ASSIGNMENT: Nothing but the lines from the one containing "the closed master." through the last line of the data below should be returned, each copied exactly.

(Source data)
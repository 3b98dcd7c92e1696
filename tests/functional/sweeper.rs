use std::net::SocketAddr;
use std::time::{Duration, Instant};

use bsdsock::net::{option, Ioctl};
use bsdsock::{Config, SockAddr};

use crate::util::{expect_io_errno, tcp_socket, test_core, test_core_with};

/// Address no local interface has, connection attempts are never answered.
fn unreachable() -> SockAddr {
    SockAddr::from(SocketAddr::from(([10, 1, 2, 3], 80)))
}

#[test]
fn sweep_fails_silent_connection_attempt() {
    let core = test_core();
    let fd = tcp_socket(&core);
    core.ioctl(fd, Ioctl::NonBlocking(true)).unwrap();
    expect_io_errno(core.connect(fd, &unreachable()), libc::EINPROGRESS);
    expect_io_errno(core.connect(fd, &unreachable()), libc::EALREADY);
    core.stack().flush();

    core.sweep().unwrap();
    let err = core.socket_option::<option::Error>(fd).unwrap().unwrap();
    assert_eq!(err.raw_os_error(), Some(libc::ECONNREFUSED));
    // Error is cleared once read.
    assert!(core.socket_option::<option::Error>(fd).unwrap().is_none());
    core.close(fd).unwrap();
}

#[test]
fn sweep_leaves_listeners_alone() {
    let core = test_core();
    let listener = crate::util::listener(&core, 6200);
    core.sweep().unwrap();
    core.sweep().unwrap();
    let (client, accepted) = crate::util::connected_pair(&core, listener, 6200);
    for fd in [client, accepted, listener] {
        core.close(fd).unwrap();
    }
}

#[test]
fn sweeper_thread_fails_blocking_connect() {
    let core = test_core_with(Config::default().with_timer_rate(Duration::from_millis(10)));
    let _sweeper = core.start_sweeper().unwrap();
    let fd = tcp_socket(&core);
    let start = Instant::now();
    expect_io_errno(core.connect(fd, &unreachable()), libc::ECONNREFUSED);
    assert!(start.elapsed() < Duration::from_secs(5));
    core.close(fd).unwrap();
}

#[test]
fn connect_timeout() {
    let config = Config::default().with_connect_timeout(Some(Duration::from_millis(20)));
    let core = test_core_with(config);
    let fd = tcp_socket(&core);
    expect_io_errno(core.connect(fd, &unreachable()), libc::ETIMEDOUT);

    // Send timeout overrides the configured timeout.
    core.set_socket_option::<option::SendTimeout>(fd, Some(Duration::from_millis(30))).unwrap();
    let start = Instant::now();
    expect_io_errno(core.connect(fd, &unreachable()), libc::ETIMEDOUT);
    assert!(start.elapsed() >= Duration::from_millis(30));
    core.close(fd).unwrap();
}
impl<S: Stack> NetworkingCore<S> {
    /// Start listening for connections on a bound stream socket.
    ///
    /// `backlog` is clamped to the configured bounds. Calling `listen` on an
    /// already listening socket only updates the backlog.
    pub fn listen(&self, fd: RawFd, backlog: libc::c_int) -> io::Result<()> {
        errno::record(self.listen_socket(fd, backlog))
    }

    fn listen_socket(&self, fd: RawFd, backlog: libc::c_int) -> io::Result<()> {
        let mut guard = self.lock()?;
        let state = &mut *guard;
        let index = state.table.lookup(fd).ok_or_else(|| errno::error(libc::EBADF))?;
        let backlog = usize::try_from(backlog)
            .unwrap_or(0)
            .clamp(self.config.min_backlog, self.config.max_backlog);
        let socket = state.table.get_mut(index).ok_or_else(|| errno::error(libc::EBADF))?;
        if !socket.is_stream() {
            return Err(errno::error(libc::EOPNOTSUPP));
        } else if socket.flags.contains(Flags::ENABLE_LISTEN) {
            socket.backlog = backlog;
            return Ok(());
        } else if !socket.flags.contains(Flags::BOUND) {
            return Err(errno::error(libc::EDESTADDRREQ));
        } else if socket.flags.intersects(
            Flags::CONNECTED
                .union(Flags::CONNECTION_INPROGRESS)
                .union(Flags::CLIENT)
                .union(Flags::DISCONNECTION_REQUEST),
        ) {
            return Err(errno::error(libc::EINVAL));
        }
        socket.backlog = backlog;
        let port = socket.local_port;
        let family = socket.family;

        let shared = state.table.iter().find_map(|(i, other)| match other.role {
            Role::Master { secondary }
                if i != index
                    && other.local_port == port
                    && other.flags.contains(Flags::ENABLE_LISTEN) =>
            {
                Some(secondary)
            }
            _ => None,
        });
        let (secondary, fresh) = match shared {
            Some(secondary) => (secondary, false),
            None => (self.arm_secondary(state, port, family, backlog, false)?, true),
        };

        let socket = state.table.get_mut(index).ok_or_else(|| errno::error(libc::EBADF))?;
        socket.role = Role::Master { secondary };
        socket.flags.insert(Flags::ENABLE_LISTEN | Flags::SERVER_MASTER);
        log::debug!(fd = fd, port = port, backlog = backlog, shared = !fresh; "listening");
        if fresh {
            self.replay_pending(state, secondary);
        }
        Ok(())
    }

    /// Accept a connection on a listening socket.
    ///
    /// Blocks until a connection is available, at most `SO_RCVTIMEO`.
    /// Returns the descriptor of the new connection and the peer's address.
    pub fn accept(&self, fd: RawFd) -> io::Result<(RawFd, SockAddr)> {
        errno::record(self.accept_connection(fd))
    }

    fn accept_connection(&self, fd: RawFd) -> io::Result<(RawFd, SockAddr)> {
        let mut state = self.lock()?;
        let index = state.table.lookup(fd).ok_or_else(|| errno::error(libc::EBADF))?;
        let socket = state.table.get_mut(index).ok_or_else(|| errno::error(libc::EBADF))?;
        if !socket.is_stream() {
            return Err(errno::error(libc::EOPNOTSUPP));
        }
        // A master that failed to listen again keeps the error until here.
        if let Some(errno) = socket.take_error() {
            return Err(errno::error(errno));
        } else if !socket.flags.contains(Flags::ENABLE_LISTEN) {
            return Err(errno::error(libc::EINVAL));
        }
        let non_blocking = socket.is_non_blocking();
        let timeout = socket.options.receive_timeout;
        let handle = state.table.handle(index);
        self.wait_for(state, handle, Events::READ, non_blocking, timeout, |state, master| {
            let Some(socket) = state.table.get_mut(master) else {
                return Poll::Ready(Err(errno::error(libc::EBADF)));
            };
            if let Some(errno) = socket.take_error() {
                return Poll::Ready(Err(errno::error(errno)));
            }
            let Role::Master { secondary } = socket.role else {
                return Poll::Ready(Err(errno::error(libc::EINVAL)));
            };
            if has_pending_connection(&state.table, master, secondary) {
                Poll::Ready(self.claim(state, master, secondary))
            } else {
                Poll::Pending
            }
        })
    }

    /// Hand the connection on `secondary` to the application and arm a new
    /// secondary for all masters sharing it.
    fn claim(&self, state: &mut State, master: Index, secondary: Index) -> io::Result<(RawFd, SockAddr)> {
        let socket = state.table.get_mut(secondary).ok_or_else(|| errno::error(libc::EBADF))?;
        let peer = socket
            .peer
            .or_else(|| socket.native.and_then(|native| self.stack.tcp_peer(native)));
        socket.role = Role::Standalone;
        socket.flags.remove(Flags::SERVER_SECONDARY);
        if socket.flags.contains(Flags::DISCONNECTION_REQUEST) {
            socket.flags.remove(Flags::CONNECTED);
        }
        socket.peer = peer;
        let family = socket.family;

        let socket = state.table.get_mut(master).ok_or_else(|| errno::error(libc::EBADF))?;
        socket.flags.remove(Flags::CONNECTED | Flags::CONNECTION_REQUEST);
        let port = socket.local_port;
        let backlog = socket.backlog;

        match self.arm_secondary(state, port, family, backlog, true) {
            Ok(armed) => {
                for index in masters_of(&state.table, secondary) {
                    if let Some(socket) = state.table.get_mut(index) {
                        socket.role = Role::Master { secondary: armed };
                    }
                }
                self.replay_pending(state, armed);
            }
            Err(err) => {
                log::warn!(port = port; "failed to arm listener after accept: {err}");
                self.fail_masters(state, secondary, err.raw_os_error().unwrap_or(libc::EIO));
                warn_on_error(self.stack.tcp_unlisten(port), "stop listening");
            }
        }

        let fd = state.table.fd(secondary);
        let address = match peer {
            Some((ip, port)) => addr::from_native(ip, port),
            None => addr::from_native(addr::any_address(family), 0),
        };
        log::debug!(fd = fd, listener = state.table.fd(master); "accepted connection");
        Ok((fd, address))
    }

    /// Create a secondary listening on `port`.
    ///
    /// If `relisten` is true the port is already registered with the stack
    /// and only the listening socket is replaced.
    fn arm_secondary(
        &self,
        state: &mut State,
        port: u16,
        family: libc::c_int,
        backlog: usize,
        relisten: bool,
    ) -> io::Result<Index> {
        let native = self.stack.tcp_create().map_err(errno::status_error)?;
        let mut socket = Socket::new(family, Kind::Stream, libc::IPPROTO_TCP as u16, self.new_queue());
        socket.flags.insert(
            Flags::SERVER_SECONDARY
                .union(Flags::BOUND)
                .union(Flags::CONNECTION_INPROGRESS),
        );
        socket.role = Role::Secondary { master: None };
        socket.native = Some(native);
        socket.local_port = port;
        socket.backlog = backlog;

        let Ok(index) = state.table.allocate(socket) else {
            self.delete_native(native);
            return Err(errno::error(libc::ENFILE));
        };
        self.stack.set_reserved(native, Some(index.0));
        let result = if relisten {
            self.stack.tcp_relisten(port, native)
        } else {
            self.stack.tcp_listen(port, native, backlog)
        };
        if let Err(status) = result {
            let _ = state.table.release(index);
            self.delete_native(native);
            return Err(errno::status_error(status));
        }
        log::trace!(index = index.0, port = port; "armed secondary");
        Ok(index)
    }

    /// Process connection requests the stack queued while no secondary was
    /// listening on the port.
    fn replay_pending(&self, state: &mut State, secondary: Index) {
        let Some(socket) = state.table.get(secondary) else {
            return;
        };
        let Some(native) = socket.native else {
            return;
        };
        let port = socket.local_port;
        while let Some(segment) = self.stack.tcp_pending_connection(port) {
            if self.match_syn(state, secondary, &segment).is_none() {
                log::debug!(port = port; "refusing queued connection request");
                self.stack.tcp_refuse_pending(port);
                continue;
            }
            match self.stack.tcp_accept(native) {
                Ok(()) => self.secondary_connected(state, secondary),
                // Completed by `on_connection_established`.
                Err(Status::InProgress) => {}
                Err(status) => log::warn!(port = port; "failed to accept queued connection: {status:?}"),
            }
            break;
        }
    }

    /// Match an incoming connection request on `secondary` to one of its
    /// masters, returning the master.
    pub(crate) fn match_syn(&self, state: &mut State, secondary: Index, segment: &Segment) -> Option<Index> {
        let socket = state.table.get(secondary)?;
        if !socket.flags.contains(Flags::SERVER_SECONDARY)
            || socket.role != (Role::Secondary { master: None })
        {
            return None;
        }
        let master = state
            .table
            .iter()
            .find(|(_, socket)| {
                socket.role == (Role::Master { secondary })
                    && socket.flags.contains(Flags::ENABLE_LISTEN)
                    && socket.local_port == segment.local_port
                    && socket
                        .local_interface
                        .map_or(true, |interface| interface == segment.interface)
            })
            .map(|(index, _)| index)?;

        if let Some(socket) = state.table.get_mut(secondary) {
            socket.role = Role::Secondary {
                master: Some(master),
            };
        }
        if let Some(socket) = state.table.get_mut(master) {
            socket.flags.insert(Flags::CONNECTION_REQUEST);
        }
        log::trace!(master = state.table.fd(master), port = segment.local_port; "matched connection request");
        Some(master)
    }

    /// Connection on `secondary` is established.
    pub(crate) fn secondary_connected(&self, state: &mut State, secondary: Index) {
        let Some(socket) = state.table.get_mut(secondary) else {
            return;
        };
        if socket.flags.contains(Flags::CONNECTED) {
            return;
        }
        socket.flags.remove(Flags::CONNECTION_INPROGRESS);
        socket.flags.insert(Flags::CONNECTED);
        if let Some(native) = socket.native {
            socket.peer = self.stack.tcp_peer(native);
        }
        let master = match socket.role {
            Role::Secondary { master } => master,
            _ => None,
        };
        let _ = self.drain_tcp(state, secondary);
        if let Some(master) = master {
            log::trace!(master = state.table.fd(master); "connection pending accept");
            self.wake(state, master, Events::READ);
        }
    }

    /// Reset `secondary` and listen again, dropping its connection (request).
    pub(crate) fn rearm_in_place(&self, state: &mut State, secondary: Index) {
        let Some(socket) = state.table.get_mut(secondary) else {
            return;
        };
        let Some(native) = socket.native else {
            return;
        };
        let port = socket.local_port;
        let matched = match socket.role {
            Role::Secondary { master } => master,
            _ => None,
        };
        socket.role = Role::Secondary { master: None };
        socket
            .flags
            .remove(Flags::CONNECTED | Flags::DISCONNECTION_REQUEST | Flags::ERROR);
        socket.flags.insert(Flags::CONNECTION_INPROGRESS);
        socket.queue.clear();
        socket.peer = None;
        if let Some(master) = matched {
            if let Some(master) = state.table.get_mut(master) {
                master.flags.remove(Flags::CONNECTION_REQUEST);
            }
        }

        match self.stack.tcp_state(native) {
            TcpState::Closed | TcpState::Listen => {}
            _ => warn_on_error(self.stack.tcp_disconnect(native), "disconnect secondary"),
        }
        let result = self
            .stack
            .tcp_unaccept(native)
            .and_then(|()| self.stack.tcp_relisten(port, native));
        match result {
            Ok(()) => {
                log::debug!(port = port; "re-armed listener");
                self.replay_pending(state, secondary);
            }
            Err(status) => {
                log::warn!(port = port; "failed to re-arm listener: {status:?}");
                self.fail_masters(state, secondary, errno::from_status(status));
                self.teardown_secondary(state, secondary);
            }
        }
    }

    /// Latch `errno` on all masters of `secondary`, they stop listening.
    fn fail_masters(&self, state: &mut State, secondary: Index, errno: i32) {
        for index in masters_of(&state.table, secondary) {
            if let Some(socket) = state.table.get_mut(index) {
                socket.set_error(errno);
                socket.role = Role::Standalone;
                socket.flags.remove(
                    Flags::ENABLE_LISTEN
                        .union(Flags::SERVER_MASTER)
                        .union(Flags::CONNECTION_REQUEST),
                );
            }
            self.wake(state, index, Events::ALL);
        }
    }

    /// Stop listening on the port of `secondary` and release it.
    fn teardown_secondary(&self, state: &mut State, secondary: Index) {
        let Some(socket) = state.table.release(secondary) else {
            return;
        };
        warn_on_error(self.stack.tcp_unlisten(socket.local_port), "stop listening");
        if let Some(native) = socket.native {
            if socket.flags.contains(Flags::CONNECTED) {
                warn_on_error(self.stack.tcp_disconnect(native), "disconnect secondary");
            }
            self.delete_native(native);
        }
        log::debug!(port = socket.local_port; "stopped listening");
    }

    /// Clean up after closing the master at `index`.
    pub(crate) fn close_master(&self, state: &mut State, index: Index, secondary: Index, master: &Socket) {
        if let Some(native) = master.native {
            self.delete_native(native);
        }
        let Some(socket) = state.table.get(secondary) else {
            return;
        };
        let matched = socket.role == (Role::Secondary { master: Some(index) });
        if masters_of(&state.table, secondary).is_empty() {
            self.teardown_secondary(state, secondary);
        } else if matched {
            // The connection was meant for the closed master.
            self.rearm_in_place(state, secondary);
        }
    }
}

SOLUTION FOR THIS TASK:
            // The connection was meant for the closed master.
            self.rearm_in_place(state, secondary);
        }
    }
}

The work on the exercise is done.